ASSIGNMENT | The required lines are those that contain "contribute"; pull them out of the data and copy them.

[RECORD EXCERPTS Boundary: Start]

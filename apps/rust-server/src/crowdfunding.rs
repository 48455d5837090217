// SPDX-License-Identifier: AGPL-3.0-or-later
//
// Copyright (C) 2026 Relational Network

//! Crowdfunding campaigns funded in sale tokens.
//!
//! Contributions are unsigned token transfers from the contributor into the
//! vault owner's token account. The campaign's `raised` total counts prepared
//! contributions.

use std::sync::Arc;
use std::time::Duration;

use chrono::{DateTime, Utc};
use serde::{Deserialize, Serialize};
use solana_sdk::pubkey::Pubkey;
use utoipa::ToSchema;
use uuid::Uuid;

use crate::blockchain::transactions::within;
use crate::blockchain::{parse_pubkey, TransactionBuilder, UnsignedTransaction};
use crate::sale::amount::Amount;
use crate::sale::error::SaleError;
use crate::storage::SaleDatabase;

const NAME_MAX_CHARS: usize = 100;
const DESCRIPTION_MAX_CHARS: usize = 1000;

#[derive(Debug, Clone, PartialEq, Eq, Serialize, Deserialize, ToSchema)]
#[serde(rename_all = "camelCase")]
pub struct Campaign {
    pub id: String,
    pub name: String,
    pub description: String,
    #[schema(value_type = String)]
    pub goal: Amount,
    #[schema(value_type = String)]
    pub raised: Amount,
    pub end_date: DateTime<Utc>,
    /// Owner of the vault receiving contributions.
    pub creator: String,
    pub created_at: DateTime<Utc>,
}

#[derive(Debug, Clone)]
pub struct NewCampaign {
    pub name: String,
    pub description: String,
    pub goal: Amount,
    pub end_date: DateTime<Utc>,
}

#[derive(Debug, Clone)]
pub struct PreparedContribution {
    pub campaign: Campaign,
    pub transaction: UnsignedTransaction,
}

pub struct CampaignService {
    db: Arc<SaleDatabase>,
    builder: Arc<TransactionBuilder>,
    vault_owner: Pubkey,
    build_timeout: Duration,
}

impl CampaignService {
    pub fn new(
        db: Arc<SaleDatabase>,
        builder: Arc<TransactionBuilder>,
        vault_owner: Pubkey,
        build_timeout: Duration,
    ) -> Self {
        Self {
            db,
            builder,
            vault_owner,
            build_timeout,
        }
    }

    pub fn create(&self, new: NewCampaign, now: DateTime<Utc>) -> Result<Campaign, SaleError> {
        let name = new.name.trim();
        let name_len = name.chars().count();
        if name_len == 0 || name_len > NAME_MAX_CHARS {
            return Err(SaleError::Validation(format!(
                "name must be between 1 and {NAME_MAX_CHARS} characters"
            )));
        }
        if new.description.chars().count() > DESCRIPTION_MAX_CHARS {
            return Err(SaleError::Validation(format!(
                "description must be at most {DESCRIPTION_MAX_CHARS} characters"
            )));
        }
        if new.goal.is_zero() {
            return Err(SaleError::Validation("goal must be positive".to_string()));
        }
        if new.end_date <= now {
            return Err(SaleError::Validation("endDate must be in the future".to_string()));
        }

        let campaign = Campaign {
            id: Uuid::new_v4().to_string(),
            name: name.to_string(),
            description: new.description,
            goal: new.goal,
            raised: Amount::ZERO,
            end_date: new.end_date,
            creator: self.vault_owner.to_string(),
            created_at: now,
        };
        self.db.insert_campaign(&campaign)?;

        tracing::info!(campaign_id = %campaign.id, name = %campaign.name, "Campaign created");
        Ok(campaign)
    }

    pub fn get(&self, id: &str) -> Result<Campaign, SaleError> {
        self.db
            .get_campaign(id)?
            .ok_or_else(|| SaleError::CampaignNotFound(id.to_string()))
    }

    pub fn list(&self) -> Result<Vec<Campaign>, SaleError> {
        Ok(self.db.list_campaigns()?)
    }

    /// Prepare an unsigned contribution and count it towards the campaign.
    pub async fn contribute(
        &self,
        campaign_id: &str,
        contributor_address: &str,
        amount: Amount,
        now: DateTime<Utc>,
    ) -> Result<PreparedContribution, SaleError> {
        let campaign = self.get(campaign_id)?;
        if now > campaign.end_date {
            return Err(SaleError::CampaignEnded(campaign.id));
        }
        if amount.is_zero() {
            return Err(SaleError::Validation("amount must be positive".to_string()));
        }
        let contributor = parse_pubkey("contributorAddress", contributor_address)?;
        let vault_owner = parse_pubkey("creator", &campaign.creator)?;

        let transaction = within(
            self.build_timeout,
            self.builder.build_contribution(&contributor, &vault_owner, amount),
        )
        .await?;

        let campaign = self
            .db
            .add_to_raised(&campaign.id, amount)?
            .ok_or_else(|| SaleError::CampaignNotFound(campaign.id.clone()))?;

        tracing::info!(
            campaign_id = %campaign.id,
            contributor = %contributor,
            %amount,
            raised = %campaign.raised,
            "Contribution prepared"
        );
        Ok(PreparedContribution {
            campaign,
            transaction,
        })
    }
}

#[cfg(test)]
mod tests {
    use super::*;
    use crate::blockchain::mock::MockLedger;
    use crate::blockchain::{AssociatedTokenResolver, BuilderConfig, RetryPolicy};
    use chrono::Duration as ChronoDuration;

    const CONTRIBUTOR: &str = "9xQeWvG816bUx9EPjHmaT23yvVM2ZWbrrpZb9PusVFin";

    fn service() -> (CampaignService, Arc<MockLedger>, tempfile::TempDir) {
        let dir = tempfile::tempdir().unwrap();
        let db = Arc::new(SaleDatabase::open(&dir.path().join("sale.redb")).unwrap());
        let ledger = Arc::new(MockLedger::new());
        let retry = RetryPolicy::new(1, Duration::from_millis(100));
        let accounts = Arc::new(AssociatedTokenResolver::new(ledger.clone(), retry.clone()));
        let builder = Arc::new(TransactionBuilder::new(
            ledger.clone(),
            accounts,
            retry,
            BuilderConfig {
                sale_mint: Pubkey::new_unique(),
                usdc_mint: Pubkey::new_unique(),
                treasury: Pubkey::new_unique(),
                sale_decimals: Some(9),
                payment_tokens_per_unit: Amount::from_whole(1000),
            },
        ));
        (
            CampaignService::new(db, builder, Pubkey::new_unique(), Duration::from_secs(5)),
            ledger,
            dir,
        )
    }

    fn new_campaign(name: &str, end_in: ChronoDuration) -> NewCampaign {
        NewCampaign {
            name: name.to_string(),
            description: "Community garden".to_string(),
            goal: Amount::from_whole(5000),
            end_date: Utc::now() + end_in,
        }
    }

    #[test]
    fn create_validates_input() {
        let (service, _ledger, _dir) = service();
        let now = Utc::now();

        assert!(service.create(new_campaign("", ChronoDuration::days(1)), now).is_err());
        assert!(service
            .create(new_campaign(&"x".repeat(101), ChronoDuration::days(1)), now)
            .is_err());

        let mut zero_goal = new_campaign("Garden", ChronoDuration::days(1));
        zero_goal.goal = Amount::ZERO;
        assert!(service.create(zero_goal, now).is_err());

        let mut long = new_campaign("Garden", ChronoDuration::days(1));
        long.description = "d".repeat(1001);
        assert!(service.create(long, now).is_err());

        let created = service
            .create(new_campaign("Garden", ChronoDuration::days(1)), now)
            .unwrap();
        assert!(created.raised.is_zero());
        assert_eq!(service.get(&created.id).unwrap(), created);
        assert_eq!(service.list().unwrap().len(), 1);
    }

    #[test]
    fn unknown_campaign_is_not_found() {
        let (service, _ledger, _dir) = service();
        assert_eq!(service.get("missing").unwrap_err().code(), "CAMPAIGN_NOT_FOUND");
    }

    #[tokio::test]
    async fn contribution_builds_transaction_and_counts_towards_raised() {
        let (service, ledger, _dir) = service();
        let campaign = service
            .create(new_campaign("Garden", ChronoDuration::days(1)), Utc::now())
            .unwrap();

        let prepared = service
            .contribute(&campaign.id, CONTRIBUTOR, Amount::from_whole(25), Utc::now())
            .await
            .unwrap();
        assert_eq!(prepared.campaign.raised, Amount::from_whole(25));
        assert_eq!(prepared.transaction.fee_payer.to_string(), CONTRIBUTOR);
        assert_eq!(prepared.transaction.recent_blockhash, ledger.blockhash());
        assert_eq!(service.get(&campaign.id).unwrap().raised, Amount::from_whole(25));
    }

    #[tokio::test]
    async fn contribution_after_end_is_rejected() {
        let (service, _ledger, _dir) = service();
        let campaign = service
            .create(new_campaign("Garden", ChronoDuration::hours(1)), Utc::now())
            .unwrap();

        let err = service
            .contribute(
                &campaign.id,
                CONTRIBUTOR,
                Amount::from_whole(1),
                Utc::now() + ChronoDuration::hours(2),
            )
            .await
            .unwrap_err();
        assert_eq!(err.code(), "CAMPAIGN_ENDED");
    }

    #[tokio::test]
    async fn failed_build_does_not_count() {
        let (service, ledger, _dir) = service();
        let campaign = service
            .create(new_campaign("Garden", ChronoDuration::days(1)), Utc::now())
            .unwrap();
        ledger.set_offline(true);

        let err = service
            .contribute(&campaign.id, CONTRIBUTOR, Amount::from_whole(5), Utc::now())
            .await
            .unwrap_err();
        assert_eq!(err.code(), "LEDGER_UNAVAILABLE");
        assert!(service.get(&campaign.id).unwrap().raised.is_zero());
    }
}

[RECORD EXCERPTS Boundary: End]

EXPECTED ANSWER |
    pub async fn contribute(
            .contribute(&campaign.id, CONTRIBUTOR, Amount::from_whole(25), Utc::now())
            .contribute(
            .contribute(&campaign.id, CONTRIBUTOR, Amount::from_whole(5), Utc::now())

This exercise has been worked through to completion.